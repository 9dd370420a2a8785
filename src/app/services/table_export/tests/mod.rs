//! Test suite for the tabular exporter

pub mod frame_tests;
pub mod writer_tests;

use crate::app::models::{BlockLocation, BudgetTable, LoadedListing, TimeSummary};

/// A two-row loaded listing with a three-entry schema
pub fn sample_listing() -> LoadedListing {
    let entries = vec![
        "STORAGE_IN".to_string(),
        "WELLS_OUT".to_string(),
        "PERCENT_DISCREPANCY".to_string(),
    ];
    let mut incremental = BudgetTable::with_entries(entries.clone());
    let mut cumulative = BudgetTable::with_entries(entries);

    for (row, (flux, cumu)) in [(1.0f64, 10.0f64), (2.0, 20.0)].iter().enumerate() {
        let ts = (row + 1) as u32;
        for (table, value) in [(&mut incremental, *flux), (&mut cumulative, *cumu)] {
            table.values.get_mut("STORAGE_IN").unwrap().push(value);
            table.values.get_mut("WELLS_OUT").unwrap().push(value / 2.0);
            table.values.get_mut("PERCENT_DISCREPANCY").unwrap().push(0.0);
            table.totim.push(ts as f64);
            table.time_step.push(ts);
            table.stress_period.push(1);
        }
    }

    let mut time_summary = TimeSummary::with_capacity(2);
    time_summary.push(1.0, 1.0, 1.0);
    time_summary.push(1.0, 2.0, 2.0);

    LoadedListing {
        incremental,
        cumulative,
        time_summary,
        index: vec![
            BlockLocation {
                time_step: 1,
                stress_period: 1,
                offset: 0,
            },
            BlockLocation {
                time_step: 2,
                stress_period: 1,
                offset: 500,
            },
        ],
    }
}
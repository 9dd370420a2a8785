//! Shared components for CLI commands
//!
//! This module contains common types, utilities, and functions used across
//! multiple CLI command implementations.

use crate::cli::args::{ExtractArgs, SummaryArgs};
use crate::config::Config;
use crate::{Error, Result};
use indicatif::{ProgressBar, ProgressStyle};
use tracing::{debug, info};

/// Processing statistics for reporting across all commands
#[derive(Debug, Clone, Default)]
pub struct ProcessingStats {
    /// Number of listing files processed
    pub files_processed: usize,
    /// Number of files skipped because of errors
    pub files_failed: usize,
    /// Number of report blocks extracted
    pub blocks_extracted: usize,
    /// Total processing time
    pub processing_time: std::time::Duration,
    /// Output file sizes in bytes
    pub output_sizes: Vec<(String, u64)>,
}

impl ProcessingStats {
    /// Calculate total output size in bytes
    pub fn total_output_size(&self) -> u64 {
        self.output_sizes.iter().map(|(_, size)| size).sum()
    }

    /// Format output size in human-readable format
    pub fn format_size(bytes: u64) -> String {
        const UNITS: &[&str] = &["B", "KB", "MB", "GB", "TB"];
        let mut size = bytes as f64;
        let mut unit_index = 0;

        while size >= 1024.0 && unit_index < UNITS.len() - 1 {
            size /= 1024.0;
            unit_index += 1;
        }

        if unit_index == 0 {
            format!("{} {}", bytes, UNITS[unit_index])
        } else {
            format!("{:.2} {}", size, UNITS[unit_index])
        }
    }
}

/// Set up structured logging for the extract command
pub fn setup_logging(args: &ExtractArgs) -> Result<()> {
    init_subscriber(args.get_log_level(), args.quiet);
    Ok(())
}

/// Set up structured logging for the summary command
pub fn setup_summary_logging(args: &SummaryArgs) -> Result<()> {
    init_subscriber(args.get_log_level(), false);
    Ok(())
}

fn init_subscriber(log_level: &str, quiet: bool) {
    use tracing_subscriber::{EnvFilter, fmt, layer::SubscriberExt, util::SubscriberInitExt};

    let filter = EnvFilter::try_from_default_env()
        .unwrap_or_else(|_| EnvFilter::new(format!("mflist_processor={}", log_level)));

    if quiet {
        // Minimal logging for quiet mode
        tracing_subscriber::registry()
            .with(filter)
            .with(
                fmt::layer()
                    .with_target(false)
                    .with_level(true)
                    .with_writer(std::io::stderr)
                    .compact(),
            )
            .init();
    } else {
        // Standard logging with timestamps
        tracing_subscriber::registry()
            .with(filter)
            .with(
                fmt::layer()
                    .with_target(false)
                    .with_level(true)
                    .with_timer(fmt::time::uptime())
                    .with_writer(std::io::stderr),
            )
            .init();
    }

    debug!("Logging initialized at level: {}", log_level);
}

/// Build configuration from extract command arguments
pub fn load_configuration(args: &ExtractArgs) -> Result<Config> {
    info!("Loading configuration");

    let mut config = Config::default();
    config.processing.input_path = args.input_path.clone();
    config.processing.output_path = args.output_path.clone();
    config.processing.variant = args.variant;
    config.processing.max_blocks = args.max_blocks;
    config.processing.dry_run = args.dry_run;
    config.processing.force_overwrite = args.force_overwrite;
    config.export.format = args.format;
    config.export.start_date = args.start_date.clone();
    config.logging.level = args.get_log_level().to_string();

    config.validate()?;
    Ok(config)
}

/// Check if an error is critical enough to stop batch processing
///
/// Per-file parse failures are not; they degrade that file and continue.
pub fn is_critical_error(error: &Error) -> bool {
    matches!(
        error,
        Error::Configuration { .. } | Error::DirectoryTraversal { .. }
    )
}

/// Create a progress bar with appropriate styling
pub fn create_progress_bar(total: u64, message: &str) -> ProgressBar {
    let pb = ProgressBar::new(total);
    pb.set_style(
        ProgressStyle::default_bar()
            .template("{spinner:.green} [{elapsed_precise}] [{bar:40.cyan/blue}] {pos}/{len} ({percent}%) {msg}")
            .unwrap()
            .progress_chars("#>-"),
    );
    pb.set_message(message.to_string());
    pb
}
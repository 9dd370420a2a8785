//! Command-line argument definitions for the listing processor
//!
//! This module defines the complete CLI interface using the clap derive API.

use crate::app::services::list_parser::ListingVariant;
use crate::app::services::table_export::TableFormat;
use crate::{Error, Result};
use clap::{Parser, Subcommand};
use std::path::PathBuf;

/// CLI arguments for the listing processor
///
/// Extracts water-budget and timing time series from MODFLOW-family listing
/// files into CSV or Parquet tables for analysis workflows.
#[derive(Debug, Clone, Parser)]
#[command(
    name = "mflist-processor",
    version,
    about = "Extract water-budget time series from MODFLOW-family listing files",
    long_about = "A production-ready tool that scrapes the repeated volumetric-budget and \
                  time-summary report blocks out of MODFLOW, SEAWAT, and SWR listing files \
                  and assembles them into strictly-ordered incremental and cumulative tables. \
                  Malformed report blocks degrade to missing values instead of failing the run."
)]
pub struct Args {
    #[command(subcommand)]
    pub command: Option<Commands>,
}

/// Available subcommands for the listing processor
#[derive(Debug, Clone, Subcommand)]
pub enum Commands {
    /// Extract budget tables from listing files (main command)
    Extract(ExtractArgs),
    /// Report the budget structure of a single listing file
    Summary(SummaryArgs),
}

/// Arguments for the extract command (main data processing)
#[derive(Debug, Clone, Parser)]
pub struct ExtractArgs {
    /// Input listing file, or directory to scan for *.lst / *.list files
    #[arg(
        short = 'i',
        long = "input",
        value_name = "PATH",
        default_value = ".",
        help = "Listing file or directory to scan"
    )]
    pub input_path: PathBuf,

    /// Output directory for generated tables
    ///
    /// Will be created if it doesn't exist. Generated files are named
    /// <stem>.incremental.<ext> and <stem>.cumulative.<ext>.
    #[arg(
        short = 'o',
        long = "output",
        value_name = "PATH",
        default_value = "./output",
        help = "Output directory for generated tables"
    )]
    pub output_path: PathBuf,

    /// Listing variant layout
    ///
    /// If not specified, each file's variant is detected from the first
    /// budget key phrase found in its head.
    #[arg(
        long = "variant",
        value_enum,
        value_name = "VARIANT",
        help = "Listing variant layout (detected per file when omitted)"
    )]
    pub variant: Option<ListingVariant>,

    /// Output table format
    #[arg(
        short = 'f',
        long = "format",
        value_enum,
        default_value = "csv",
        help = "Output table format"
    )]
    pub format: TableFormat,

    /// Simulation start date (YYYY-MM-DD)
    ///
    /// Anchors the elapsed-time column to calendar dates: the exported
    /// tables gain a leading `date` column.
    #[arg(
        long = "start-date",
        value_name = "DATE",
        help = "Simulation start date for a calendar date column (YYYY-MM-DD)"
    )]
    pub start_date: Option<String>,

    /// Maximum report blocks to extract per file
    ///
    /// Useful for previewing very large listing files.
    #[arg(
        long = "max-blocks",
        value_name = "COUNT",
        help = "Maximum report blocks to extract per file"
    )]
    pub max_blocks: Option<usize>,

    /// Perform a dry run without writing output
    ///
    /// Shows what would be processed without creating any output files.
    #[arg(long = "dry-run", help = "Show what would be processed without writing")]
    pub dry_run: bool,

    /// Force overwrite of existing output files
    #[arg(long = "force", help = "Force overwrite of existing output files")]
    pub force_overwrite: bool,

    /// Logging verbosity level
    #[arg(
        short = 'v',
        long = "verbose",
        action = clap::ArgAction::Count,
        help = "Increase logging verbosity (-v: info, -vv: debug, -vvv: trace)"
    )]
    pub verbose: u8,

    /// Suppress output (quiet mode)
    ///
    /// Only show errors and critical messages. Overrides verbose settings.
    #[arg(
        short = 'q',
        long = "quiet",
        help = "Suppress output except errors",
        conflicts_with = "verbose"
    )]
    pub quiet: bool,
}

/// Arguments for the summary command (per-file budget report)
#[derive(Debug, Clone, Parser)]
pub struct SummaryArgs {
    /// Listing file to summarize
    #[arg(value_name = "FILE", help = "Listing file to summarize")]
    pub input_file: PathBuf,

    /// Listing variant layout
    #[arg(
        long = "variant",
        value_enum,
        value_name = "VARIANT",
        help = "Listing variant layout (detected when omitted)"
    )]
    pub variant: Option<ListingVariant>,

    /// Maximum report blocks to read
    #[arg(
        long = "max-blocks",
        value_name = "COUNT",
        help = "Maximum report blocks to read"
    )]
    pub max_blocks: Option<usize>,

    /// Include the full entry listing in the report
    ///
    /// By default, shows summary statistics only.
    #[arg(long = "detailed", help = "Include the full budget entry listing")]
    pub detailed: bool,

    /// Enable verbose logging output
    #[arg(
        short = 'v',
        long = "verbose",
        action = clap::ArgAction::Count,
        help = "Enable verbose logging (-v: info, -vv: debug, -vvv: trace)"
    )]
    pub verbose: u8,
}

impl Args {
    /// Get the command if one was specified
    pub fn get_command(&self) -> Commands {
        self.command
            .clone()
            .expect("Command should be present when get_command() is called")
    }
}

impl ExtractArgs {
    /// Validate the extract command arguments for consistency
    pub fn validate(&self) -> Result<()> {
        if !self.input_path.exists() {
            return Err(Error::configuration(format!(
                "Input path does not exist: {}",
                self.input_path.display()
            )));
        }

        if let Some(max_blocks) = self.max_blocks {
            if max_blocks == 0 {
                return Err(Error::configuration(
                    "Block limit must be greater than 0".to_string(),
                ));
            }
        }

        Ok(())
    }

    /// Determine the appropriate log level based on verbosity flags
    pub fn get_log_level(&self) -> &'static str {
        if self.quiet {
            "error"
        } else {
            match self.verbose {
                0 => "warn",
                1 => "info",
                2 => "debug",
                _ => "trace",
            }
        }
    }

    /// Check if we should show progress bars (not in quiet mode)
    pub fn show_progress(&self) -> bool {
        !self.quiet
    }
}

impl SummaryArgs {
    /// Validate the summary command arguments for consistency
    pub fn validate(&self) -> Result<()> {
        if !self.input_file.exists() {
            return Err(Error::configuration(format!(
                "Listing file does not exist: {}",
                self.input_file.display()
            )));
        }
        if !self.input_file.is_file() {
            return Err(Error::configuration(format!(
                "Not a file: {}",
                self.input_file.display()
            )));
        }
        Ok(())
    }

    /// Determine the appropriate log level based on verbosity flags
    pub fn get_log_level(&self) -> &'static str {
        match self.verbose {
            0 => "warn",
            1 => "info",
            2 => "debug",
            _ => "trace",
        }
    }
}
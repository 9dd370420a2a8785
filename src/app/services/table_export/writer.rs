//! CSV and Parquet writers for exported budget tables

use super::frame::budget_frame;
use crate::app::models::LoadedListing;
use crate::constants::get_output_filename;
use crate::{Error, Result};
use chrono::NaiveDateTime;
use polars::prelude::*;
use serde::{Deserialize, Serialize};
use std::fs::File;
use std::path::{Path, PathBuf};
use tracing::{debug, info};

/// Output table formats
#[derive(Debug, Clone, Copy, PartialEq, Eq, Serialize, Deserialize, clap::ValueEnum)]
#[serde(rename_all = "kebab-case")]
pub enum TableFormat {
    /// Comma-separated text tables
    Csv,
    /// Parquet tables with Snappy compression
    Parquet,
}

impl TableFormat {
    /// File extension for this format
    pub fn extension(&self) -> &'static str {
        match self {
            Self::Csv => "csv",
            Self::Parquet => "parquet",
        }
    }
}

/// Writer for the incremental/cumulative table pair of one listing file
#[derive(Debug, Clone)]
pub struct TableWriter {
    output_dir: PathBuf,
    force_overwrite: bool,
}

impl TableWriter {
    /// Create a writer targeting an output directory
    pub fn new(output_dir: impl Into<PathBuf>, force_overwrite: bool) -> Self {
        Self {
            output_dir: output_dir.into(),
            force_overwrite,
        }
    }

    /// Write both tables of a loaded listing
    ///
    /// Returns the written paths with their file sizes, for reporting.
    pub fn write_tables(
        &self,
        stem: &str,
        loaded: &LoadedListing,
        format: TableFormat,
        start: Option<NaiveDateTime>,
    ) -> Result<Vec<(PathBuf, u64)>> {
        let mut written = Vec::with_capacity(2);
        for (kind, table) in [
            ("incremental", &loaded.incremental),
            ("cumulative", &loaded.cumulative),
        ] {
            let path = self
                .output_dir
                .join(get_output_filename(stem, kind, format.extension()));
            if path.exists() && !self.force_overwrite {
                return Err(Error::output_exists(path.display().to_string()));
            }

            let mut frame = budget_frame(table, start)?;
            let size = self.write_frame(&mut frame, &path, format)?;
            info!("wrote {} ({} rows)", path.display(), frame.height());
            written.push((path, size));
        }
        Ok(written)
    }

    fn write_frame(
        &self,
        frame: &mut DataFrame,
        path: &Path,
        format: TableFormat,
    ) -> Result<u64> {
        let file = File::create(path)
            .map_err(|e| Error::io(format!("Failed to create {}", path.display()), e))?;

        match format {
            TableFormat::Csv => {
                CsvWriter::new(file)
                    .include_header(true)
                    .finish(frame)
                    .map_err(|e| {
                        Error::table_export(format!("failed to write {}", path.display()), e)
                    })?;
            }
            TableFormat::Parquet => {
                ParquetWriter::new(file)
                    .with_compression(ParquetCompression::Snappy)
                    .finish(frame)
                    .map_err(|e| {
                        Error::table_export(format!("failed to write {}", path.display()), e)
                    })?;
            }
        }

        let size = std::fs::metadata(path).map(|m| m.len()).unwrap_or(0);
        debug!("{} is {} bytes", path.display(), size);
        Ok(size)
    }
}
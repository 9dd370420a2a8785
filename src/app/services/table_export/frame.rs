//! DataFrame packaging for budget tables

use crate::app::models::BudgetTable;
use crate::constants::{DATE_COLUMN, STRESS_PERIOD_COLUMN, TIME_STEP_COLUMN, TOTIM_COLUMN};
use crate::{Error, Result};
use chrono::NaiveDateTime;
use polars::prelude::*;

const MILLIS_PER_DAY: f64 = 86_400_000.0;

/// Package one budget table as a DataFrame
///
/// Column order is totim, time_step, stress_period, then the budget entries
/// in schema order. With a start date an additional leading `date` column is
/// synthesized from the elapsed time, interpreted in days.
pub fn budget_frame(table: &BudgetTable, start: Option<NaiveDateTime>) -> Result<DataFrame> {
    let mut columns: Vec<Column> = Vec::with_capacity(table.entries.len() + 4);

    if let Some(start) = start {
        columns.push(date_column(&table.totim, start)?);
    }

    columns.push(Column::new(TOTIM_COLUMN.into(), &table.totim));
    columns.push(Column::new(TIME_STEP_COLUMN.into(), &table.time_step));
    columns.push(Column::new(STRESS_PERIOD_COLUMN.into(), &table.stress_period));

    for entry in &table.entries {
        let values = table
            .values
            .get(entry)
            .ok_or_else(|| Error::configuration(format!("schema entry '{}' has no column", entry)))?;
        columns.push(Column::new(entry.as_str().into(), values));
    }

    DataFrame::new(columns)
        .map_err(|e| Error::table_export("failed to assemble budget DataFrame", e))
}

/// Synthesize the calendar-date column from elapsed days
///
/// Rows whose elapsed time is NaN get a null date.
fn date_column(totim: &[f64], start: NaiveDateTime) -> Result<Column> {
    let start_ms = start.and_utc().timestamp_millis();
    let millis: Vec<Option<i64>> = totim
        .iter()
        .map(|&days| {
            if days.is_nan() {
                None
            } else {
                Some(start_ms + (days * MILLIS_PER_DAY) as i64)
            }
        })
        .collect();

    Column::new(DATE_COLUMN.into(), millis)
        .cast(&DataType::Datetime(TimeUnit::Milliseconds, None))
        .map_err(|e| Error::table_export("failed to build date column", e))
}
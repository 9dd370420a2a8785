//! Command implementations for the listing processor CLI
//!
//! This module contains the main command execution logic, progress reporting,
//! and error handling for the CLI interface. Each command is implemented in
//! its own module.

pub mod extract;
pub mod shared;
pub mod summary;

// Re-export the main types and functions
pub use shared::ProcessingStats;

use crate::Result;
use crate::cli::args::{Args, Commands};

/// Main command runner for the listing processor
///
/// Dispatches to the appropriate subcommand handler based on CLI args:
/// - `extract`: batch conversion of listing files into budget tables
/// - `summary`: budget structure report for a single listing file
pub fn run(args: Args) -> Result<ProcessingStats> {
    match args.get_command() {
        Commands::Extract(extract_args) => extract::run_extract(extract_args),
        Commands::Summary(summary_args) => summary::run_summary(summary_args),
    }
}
------------------------
> **TASK REQUIREMENTS**:
The expected answer is a copy of each line above containing "statistics".

> **SOLUTION FOR THIS PROBLEM**:
/// Processing statistics for reporting across all commands
    /// By default, shows summary statistics only.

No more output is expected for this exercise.